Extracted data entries

----------

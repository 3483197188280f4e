use chrono::{DateTime, Utc};
use common::Config;
use futures::stream::{self, StreamExt};
use tracing::{info, warn};

use crate::digest::{self, Digest, Summarizer};
use crate::error::{FetchError, Result};
use crate::http::HttpAccessor;
use crate::ingestion;
use crate::model::{sources_from_config, Item, Source};
use crate::selection::{self, SelectionMode, SelectionPolicy};
use crate::storage::Ledger;

/// A source that could not be fetched this run.
#[derive(Debug)]
pub struct SourceFailure {
    pub source: String,
    pub error: FetchError,
}

/// Everything fetched this run, in source order, plus the sources that failed.
#[derive(Debug, Default)]
pub struct FetchOutcome {
    pub items: Vec<Item>,
    pub failures: Vec<SourceFailure>,
}

/// Typed result of every stage of one run.
#[derive(Debug)]
pub struct RunReport {
    pub sources: Vec<Source>,
    pub fetch: FetchOutcome,
    pub mode: SelectionMode,
    pub new_items: Vec<Item>,
    pub digest: Digest,
}

/// Fetch every source with at most `concurrency` requests in flight.
///
/// Results are collected in source order and each source keeps its own item
/// order. A failing source is logged and recorded; it never aborts the others.
pub async fn fetch_all(
    http: &HttpAccessor,
    sources: &[Source],
    max_items: usize,
    concurrency: usize,
) -> FetchOutcome {
    let results: Vec<_> = stream::iter(sources)
        .map(|source| async move {
            (source, ingestion::fetch_source(http, source, max_items).await)
        })
        .buffered(concurrency.max(1))
        .collect()
        .await;

    let mut outcome = FetchOutcome::default();
    for (source, result) in results {
        match result {
            Ok(items) => outcome.items.extend(items),
            Err(error) => {
                warn!("[{}] skip {}: {}", source.kind.label(), source.name, error);
                outcome.failures.push(SourceFailure {
                    source: source.name.clone(),
                    error,
                });
            }
        }
    }
    info!(
        items = outcome.items.len(),
        failed_sources = outcome.failures.len(),
        "[fetch] done"
    );
    outcome
}

/// One full run: load sources, fetch, select new items, assemble the digest.
///
/// Configuration and ledger errors abort the run; fetch errors only drop the
/// affected source.
pub async fn run(
    config: &Config,
    ledger: &Ledger,
    summarizer: &dyn Summarizer,
) -> Result<RunReport> {
    run_at(config, ledger, summarizer, Utc::now()).await
}

/// [`run`] with an explicit clock, used for the recency cutoff and the digest date.
pub async fn run_at(
    config: &Config,
    ledger: &Ledger,
    summarizer: &dyn Summarizer,
    now: DateTime<Utc>,
) -> Result<RunReport> {
    let sources = sources_from_config(&config.sources)?;
    let http = HttpAccessor::new(&config.http)?;
    let policy = SelectionPolicy::from(&config.selection);
    info!(
        sources = sources.len(),
        dry_run = ledger.is_dry_run(),
        "run started"
    );

    let fetch = fetch_all(
        &http,
        &sources,
        config.selection.max_items_per_source,
        config.http.concurrency,
    )
    .await;

    let selection = selection::select_new(&fetch.items, ledger, &policy, now).await?;

    let digest = digest::assemble(
        &selection.new_items,
        summarizer,
        policy.since_hours,
        now.date_naive(),
    )
    .await;

    Ok(RunReport {
        sources,
        fetch,
        mode: selection.mode,
        new_items: selection.new_items,
        digest,
    })
}

#[cfg(test)]
mod tests {
    use super::*;
    use crate::digest::LinkSummarizer;
    use crate::error::WatchError;
    use common::SourceConfig;

    #[tokio::test]
    async fn invalid_sources_abort_before_fetching() {
        let dir = tempfile::tempdir().expect("tempdir");
        let ledger = Ledger::open(&dir.path().join("l.db").to_string_lossy(), false)
            .await
            .expect("ledger");

        let mut config = Config::default();
        config.sources = vec![
            SourceConfig {
                name: "Acme".to_string(),
                kind: "feed".to_string(),
                category: "blog".to_string(),
                url: "https://acme.example/feed".to_string(),
                selectors: None,
            },
            SourceConfig {
                name: "Acme".to_string(),
                kind: "feed".to_string(),
                category: "news".to_string(),
                url: "https://acme.example/news".to_string(),
                selectors: None,
            },
        ];

        let err = run(&config, &ledger, &LinkSummarizer).await.unwrap_err();
        assert!(matches!(err, WatchError::Config(_)));
        assert_eq!(ledger.count().await.unwrap(), 0);
    }

    #[tokio::test]
    async fn no_sources_still_yields_a_digest() {
        let dir = tempfile::tempdir().expect("tempdir");
        let ledger = Ledger::open(&dir.path().join("l.db").to_string_lossy(), false)
            .await
            .expect("ledger");

        let report = run(&Config::default(), &ledger, &LinkSummarizer)
            .await
            .expect("run");
        assert!(report.new_items.is_empty());
        assert!(report.digest.is_empty());
        assert_eq!(report.mode, SelectionMode::SteadyState);
    }
}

----------

**What you need to do:** Reproduce every line of the data so that nothing differs from the original.

**Exercise response:**
repository 3483197188280f4e
use chrono::{DateTime, Utc};
use common::Config;
use futures::stream::{self, StreamExt};
use tracing::{info, warn};

use crate::digest::{self, Digest, Summarizer};
use crate::error::{FetchError, Result};
use crate::http::HttpAccessor;
use crate::ingestion;
use crate::model::{sources_from_config, Item, Source};
use crate::selection::{self, SelectionMode, SelectionPolicy};
use crate::storage::Ledger;

/// A source that could not be fetched this run.
#[derive(Debug)]
pub struct SourceFailure {
    pub source: String,
    pub error: FetchError,
}

/// Everything fetched this run, in source order, plus the sources that failed.
#[derive(Debug, Default)]
pub struct FetchOutcome {
    pub items: Vec<Item>,
    pub failures: Vec<SourceFailure>,
}

/// Typed result of every stage of one run.
#[derive(Debug)]
pub struct RunReport {
    pub sources: Vec<Source>,
    pub fetch: FetchOutcome,
    pub mode: SelectionMode,
    pub new_items: Vec<Item>,
    pub digest: Digest,
}

/// Fetch every source with at most `concurrency` requests in flight.
///
/// Results are collected in source order and each source keeps its own item
/// order. A failing source is logged and recorded; it never aborts the others.
pub async fn fetch_all(
    http: &HttpAccessor,
    sources: &[Source],
    max_items: usize,
    concurrency: usize,
) -> FetchOutcome {
    let results: Vec<_> = stream::iter(sources)
        .map(|source| async move {
            (source, ingestion::fetch_source(http, source, max_items).await)
        })
        .buffered(concurrency.max(1))
        .collect()
        .await;

    let mut outcome = FetchOutcome::default();
    for (source, result) in results {
        match result {
            Ok(items) => outcome.items.extend(items),
            Err(error) => {
                warn!("[{}] skip {}: {}", source.kind.label(), source.name, error);
                outcome.failures.push(SourceFailure {
                    source: source.name.clone(),
                    error,
                });
            }
        }
    }
    info!(
        items = outcome.items.len(),
        failed_sources = outcome.failures.len(),
        "[fetch] done"
    );
    outcome
}

/// One full run: load sources, fetch, select new items, assemble the digest.
///
/// Configuration and ledger errors abort the run; fetch errors only drop the
/// affected source.
pub async fn run(
    config: &Config,
    ledger: &Ledger,
    summarizer: &dyn Summarizer,
) -> Result<RunReport> {
    run_at(config, ledger, summarizer, Utc::now()).await
}

/// [`run`] with an explicit clock, used for the recency cutoff and the digest date.
pub async fn run_at(
    config: &Config,
    ledger: &Ledger,
    summarizer: &dyn Summarizer,
    now: DateTime<Utc>,
) -> Result<RunReport> {
    let sources = sources_from_config(&config.sources)?;
    let http = HttpAccessor::new(&config.http)?;
    let policy = SelectionPolicy::from(&config.selection);
    info!(
        sources = sources.len(),
        dry_run = ledger.is_dry_run(),
        "run started"
    );

    let fetch = fetch_all(
        &http,
        &sources,
        config.selection.max_items_per_source,
        config.http.concurrency,
    )
    .await;

    let selection = selection::select_new(&fetch.items, ledger, &policy, now).await?;

    let digest = digest::assemble(
        &selection.new_items,
        summarizer,
        policy.since_hours,
        now.date_naive(),
    )
    .await;

    Ok(RunReport {
        sources,
        fetch,
        mode: selection.mode,
        new_items: selection.new_items,
        digest,
    })
}

#[cfg(test)]
mod tests {
    use super::*;
    use crate::digest::LinkSummarizer;
    use crate::error::WatchError;
    use common::SourceConfig;

    #[tokio::test]
    async fn invalid_sources_abort_before_fetching() {
        let dir = tempfile::tempdir().expect("tempdir");
        let ledger = Ledger::open(&dir.path().join("l.db").to_string_lossy(), false)
            .await
            .expect("ledger");

        let mut config = Config::default();
        config.sources = vec![
            SourceConfig {
                name: "Acme".to_string(),
                kind: "feed".to_string(),
                category: "blog".to_string(),
                url: "https://acme.example/feed".to_string(),
                selectors: None,
            },
            SourceConfig {
                name: "Acme".to_string(),
                kind: "feed".to_string(),
                category: "news".to_string(),
                url: "https://acme.example/news".to_string(),
                selectors: None,
            },
        ];

        let err = run(&config, &ledger, &LinkSummarizer).await.unwrap_err();
        assert!(matches!(err, WatchError::Config(_)));
        assert_eq!(ledger.count().await.unwrap(), 0);
    }

    #[tokio::test]
    async fn no_sources_still_yields_a_digest() {
        let dir = tempfile::tempdir().expect("tempdir");
        let ledger = Ledger::open(&dir.path().join("l.db").to_string_lossy(), false)
            .await
            .expect("ledger");

        let report = run(&Config::default(), &ledger, &LinkSummarizer)
            .await
            .expect("run");
        assert!(report.new_items.is_empty());
        assert!(report.digest.is_empty());
        assert_eq!(report.mode, SelectionMode::SteadyState);
    }
}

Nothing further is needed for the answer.